In the wake of former Swifts coach Julie Fitzgerald's ascension to the Magic job, as well as four of the five New Zealand franchises having Australian imports on their rosters, it's an inevitable question - but the answer hasn't changed.
"It is quite black and white," says Netball New Zealand CEO Raelene Castle. "To be selected for the Silver Ferns you have to be playing for a New Zealand franchise; that is where it starts and stops."
The NNZ approach is similar to the New Zealand Rugby Union's stance, who refuse to hand out national honours to overseas-based players. However, the difference is that New Zealand netball has benefited significantly from imported talent in the last few years.
The last two plum coaching jobs in this country have gone to Australians, with Vicki Wilson given the role as Wai Taumaunu's assistant and Fitzgerald, confirmed as the Magic's new coach last Friday.
Former Diamond Natallie Avellino was also co-coach of the Steel last season.
Julie Corletto (Mystics) is the latest and most high profile Australian player while current Diamond squad member Caitlin Thwaites has been at the Pulse since 2011. Former national representatives Megan Dehn, Peta Scholz, and Natasha Chokljat have played here recently and Khao Watts (Magic) and ex-Diamond Demelza McCloud (Steel) turned out for local franchises this season.
Netball Australia prefers its players to remain on Australian soil but is open to the idea of picking players based overseas, hence Corletto and Thwaites remaining involved in the Australian set-up. However, New Zealand's rule is hard and fast, making it difficult for the likes of Laura Langman, Maria Tutaia or Casey Kopua to consider offers from Sydney, Melbourne or Brisbane.

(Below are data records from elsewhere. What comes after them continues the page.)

//! User service
//!
//! Read paths for account views and the generic account-settings write.

use tracing::{info, instrument};

use userbind_core::entities::User;
use userbind_core::error::DomainError;
use userbind_core::value_objects::UserId;

use crate::dto::{AccountSettingsResponse, UpdateSettingsRequest, UserDetailResponse};

use super::context::ServiceContext;
use super::error::{ServiceError, ServiceResult};

/// User service
pub struct UserService<'a> {
    ctx: &'a ServiceContext,
}

impl<'a> UserService<'a> {
    pub fn new(ctx: &'a ServiceContext) -> Self {
        Self { ctx }
    }

    #[instrument(skip(self))]
    pub async fn get_user(&self, user_id: UserId) -> ServiceResult<User> {
        Ok(self
            .ctx
            .user_repo()
            .find_by_id(user_id)
            .await?
            .ok_or(DomainError::UserNotFound(user_id))?)
    }

    /// Public profile, before view hooks run
    pub async fn user_detail(&self, user_id: UserId) -> ServiceResult<UserDetailResponse> {
        let user = self.get_user(user_id).await?;
        Ok(UserDetailResponse::from(&user))
    }

    #[instrument(skip(self, actor), fields(actor = %actor.id))]
    pub async fn get_settings(
        &self,
        actor: &User,
        target: UserId,
    ) -> ServiceResult<AccountSettingsResponse> {
        Self::check_settings_access(actor, target)?;
        let user = self.get_user(target).await?;
        Ok(AccountSettingsResponse::from(&user))
    }

    /// Merge the given settings into the target account
    #[instrument(skip(self, actor, request), fields(actor = %actor.id))]
    pub async fn update_settings(
        &self,
        actor: &User,
        target: UserId,
        request: UpdateSettingsRequest,
    ) -> ServiceResult<AccountSettingsResponse> {
        Self::check_settings_access(actor, target)?;

        if request.is_empty() {
            let user = self.get_user(target).await?;
            return Ok(AccountSettingsResponse::from(&user));
        }

        let student_id = request.student_id.as_deref().map(str::trim);
        let student_name = request.student_name.as_deref().map(str::trim);

        let user = self
            .ctx
            .user_repo()
            .update_settings(target, student_id, student_name, request.is_school_student)
            .await?;

        info!(
            target = %target,
            is_school_student = user.is_school_student,
            is_bound = user.is_bound(),
            "Account settings changed"
        );

        Ok(AccountSettingsResponse::from(&user))
    }

    fn check_settings_access(actor: &User, target: UserId) -> ServiceResult<()> {
        if actor.can_edit_settings_of(target) {
            Ok(())
        } else if actor.id == target {
            Err(ServiceError::permission_denied("EDIT_OWN_PROFILE"))
        } else {
            Err(ServiceError::permission_denied("MANAGE_DOMAIN"))
        }
    }
}
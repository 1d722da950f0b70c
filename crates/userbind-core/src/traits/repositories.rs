//! Repository traits (ports) - define the interface for data access
//!
//! The domain layer defines what it needs, and the infrastructure layer
//! provides the implementation.

use async_trait::async_trait;
use chrono::{DateTime, Utc};

use crate::entities::{ScoreboardRow, StudentInvite, User};
use crate::error::DomainError;
use crate::value_objects::UserId;

/// Result type for repository operations
pub type RepoResult<T> = Result<T, DomainError>;

// ============================================================================
// Invite Repository
// ============================================================================

#[async_trait]
pub trait InviteRepository: Send + Sync {
    /// Find invite by code
    async fn find_by_code(&self, code: &str) -> RepoResult<Option<StudentInvite>>;

    /// Insert a new invite. Fails with `InviteCodeExists` on a duplicate code.
    async fn create(&self, invite: &StudentInvite) -> RepoResult<()>;

    /// Atomically flip `used` from false to true.
    ///
    /// Returns true only for the caller that performed the transition.
    async fn claim(&self, code: &str, user_id: UserId, at: DateTime<Utc>) -> RepoResult<bool>;

    /// Claim `code` for `user_id` and write its identity onto the account as
    /// one unit, returning the consumed invite.
    ///
    /// Fails with `InviteNotFound`, `InviteAlreadyUsed` or `AlreadyBound`; on
    /// any error neither record is changed.
    async fn redeem(
        &self,
        code: &str,
        user_id: UserId,
        at: DateTime<Utc>,
    ) -> RepoResult<StudentInvite>;

    /// Newest first (`created_at DESC, code ASC`)
    async fn list_page(&self, offset: i64, limit: i64) -> RepoResult<Vec<StudentInvite>>;

    /// Total number of invites
    async fn count(&self) -> RepoResult<u64>;

    /// Delete an invite; absent codes are not an error
    async fn delete(&self, code: &str) -> RepoResult<()>;
}

// ============================================================================
// User Repository
// ============================================================================

#[async_trait]
pub trait UserRepository: Send + Sync {
    /// Find user by ID
    async fn find_by_id(&self, id: UserId) -> RepoResult<Option<User>>;

    /// Batch lookup; missing ids are left out of the result
    async fn find_many(&self, ids: &[UserId]) -> RepoResult<Vec<User>>;

    /// Find user by handle (case-insensitive)
    async fn find_by_handle(&self, handle: &str) -> RepoResult<Option<User>>;

    /// Find user by email
    async fn find_by_email(&self, email: &str) -> RepoResult<Option<User>>;

    /// Create a new user, returning it with its assigned id
    async fn create(&self, user: &User, password_hash: &str) -> RepoResult<User>;

    /// Merge identity settings; `None` fields are left untouched
    async fn update_settings(
        &self,
        id: UserId,
        student_id: Option<&str>,
        student_name: Option<&str>,
        is_school_student: Option<bool>,
    ) -> RepoResult<User>;

    /// Write the identity fields and set `is_school_student`
    async fn set_student_identity(
        &self,
        id: UserId,
        student_id: &str,
        student_name: &str,
    ) -> RepoResult<()>;

    /// Write the identity only while the account has none.
    ///
    /// Returns false when the account is already bound.
    async fn bind_if_unbound(
        &self,
        id: UserId,
        student_id: &str,
        student_name: &str,
    ) -> RepoResult<bool>;

    /// Get password hash for authentication
    async fn get_password_hash(&self, id: UserId) -> RepoResult<Option<String>>;

    /// Number of registered accounts
    async fn count(&self) -> RepoResult<u64>;
}

// ============================================================================
// Scoreboard Repository
// ============================================================================

#[async_trait]
pub trait ScoreboardRepository: Send + Sync {
    /// Rows of a contest scoreboard, ordered by rank
    async fn find_rows(&self, contest_id: i64) -> RepoResult<Vec<ScoreboardRow>>;
}
//! Integration test utilities for the userbind server
//!
//! Runs the full router over in-memory repositories and drives it with a
//! real HTTP client.

pub mod fixtures;
pub mod helpers;

pub use fixtures::*;
pub use helpers::*;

"It is very important for us that our Silver Ferns and potential Silver Ferns continue to play for New Zealand franchises," says Castle. "We want them to be within the New Zealand coaching pathways and have regular contact with Wai [Taumaunu] throughout the season as well as their franchise coaches. So I don't think it is something that we would look at."
Castle concedes that rugby-style sabbaticals may be considered in the future but they wouldn't be served in Australia.
"A sabbatical might involve study overseas or a spell with an English team," says Castle. "But fundamentally, no matter what level of Silver Fern they might be, they wouldn't get an exemption to go and play for an Australian team."
It is obvious that losing several top players to Australian franchises would weaken the New Zealand teams and be to the detriment of the sport in this country. But it is hard to see that much damage being done by Langman, for example, turning out for the Swifts or the Vixens. It would heighten interest in the competition and also expose her to the Australian modus operandi and style, which she could bring back to the national fold.
On the other hand, Netball NZ's ultimate aim has to be to win world championships and if they feel removing key players from the environment here would affect that goal, then they would believe they are right to stick to their guns.
Castle served out her last day last Thursday after six years at the helm. She nominates a stable ANZ Championship as one of her greatest achievements over that time and notes that the overall 'netball economy' has grown by about $30 million since 2007, thanks to broadcast revenue, ticket sales and merchandise.